### GOAL OF THE EXERCISE:
Every line of the listing that contains the word "lines" is to be copied out.

### DATA EXTRACTS:
----------

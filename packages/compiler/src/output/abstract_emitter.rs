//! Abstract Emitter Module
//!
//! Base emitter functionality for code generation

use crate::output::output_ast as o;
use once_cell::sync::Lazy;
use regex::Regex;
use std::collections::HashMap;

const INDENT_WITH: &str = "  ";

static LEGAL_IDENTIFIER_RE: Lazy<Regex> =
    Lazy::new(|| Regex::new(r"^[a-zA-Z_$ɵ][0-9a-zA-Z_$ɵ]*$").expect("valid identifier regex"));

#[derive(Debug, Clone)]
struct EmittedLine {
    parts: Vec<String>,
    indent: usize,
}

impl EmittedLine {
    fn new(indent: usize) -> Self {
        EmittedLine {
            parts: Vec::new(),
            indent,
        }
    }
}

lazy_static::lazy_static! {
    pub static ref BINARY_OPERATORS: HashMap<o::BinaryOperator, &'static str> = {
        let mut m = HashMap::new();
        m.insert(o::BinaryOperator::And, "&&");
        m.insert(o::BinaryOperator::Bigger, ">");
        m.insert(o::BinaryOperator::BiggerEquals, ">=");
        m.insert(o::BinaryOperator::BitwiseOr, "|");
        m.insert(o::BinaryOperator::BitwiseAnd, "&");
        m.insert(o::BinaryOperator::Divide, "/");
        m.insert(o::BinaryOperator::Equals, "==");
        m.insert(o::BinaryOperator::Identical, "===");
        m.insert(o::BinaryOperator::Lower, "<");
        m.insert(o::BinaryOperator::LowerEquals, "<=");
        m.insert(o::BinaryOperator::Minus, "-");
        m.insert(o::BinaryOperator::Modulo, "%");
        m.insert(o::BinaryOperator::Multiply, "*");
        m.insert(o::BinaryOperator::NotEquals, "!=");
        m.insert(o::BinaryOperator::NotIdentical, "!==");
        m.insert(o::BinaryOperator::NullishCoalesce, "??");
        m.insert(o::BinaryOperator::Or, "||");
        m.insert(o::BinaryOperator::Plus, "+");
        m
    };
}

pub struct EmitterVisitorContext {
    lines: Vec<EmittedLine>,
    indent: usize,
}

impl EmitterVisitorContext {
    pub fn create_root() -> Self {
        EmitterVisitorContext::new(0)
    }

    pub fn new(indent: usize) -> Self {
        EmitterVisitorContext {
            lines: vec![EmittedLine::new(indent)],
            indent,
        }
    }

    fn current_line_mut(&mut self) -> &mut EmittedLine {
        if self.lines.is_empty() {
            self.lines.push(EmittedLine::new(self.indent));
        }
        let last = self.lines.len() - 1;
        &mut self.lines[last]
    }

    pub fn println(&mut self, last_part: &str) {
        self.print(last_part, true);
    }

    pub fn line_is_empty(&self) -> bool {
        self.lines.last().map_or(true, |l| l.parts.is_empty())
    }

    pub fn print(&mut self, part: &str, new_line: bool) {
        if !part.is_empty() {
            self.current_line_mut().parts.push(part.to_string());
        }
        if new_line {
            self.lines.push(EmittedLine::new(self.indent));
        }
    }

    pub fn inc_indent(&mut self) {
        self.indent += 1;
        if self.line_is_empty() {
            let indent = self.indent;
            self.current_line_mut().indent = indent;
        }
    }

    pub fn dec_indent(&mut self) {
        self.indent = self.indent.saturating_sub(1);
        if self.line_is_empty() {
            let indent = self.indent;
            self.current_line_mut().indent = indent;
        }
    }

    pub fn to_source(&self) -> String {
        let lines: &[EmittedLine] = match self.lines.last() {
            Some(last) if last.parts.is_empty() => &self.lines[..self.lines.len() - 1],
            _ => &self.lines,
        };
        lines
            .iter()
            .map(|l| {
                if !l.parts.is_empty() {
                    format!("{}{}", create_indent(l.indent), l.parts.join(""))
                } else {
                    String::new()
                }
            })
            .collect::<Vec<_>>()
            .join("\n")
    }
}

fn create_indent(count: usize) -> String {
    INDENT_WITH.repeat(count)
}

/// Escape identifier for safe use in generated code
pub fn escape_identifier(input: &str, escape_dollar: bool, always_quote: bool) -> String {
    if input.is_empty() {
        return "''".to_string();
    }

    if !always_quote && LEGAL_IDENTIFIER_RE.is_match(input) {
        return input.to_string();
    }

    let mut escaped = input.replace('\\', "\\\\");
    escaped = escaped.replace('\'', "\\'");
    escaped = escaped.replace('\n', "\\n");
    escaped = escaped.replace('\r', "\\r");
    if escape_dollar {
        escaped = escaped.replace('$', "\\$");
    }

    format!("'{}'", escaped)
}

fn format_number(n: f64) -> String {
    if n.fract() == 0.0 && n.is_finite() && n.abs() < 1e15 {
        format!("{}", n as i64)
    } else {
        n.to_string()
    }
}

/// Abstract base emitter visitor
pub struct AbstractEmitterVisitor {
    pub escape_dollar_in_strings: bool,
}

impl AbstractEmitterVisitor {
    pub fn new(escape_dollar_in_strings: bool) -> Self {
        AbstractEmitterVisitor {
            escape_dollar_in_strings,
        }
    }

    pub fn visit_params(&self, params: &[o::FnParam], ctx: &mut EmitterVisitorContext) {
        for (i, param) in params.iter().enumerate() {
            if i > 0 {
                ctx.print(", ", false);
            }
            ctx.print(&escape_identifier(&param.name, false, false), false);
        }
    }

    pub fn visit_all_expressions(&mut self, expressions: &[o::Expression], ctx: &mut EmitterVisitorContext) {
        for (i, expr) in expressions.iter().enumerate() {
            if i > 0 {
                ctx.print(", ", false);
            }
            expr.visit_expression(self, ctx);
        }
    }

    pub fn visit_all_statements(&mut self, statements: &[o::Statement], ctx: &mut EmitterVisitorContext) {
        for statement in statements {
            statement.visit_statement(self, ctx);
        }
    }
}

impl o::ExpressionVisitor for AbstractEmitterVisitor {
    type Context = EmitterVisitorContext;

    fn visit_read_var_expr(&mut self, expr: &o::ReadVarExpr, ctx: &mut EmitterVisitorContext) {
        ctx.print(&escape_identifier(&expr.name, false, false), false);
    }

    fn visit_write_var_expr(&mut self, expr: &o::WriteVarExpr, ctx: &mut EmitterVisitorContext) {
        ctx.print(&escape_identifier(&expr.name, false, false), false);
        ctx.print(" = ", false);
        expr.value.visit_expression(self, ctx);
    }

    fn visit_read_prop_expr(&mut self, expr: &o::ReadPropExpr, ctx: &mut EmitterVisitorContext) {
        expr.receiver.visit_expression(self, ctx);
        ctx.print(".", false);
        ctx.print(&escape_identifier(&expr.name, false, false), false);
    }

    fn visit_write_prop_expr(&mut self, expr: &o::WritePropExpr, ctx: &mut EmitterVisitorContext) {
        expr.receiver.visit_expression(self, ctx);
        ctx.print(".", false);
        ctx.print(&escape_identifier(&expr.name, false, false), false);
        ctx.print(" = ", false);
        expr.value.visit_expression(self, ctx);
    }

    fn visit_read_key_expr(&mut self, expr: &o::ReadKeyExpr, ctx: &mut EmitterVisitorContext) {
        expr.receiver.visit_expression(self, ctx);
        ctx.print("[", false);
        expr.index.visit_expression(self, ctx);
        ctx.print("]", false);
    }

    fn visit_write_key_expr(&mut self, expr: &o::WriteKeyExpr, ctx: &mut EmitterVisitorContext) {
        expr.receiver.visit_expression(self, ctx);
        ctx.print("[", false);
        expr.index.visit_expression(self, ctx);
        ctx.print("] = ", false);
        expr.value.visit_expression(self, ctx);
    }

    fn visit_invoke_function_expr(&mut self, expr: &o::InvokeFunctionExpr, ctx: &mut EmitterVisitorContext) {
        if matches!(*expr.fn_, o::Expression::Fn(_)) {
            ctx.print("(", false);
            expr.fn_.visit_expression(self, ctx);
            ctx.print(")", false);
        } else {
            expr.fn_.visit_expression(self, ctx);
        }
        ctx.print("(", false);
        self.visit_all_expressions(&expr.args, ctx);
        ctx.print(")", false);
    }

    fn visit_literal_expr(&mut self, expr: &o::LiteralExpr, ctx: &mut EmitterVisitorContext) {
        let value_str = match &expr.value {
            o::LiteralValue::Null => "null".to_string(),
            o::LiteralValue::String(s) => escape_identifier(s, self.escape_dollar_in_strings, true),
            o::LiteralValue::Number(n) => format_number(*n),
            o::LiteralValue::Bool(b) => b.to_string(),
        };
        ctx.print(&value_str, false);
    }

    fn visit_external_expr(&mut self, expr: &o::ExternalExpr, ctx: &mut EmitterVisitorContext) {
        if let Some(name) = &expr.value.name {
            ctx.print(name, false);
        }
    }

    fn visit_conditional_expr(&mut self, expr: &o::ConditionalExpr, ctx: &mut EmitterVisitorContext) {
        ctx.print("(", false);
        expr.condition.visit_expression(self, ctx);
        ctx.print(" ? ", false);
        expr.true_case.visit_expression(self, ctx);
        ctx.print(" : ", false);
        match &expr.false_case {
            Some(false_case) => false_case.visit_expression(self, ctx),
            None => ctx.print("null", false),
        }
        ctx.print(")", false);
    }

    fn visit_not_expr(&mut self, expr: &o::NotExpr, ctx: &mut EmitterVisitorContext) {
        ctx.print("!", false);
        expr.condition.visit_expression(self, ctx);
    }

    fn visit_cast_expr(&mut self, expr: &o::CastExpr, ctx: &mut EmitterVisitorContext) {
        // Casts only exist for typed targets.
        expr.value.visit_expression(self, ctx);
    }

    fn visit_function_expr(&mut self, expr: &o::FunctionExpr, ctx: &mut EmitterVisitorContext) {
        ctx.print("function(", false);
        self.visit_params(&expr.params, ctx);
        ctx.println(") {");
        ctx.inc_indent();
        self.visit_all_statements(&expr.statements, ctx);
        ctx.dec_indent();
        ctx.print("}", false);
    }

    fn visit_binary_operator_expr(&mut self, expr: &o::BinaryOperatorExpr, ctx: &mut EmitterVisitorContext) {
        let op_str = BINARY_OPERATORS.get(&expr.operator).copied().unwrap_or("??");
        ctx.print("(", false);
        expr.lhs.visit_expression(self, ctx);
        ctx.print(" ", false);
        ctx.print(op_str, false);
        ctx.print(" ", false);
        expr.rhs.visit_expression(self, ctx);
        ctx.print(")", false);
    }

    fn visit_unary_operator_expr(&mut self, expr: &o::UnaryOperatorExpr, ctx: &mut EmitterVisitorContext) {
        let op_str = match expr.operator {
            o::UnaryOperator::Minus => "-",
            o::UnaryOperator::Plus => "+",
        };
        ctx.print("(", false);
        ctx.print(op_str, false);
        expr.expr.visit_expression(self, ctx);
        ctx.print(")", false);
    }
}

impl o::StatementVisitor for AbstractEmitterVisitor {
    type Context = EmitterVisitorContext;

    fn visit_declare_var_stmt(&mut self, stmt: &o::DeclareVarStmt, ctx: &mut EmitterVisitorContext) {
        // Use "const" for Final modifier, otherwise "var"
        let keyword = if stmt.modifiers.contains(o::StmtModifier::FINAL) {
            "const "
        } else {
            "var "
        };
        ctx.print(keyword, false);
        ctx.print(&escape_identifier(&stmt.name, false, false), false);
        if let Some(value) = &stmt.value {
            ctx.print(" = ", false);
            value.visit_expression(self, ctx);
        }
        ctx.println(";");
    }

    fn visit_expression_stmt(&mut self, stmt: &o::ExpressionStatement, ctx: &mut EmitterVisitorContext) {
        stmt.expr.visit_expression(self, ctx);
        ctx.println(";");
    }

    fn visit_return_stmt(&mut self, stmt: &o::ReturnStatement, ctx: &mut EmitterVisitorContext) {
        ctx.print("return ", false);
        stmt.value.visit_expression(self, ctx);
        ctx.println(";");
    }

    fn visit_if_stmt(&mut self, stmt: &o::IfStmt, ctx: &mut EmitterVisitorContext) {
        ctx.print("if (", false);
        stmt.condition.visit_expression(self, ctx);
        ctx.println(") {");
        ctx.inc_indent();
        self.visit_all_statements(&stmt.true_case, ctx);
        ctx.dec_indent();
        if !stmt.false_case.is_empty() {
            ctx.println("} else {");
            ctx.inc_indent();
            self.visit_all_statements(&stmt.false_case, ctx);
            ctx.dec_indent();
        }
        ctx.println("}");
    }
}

----------

### OUTPUT BELOW:
    lines: Vec<EmittedLine>,
            lines: vec![EmittedLine::new(indent)],
        if self.lines.is_empty() {
            self.lines.push(EmittedLine::new(self.indent));
        let last = self.lines.len() - 1;
        &mut self.lines[last]
        self.lines.last().map_or(true, |l| l.parts.is_empty())
            self.lines.push(EmittedLine::new(self.indent));
        let lines: &[EmittedLine] = match self.lines.last() {
            Some(last) if last.parts.is_empty() => &self.lines[..self.lines.len() - 1],
            _ => &self.lines,
        lines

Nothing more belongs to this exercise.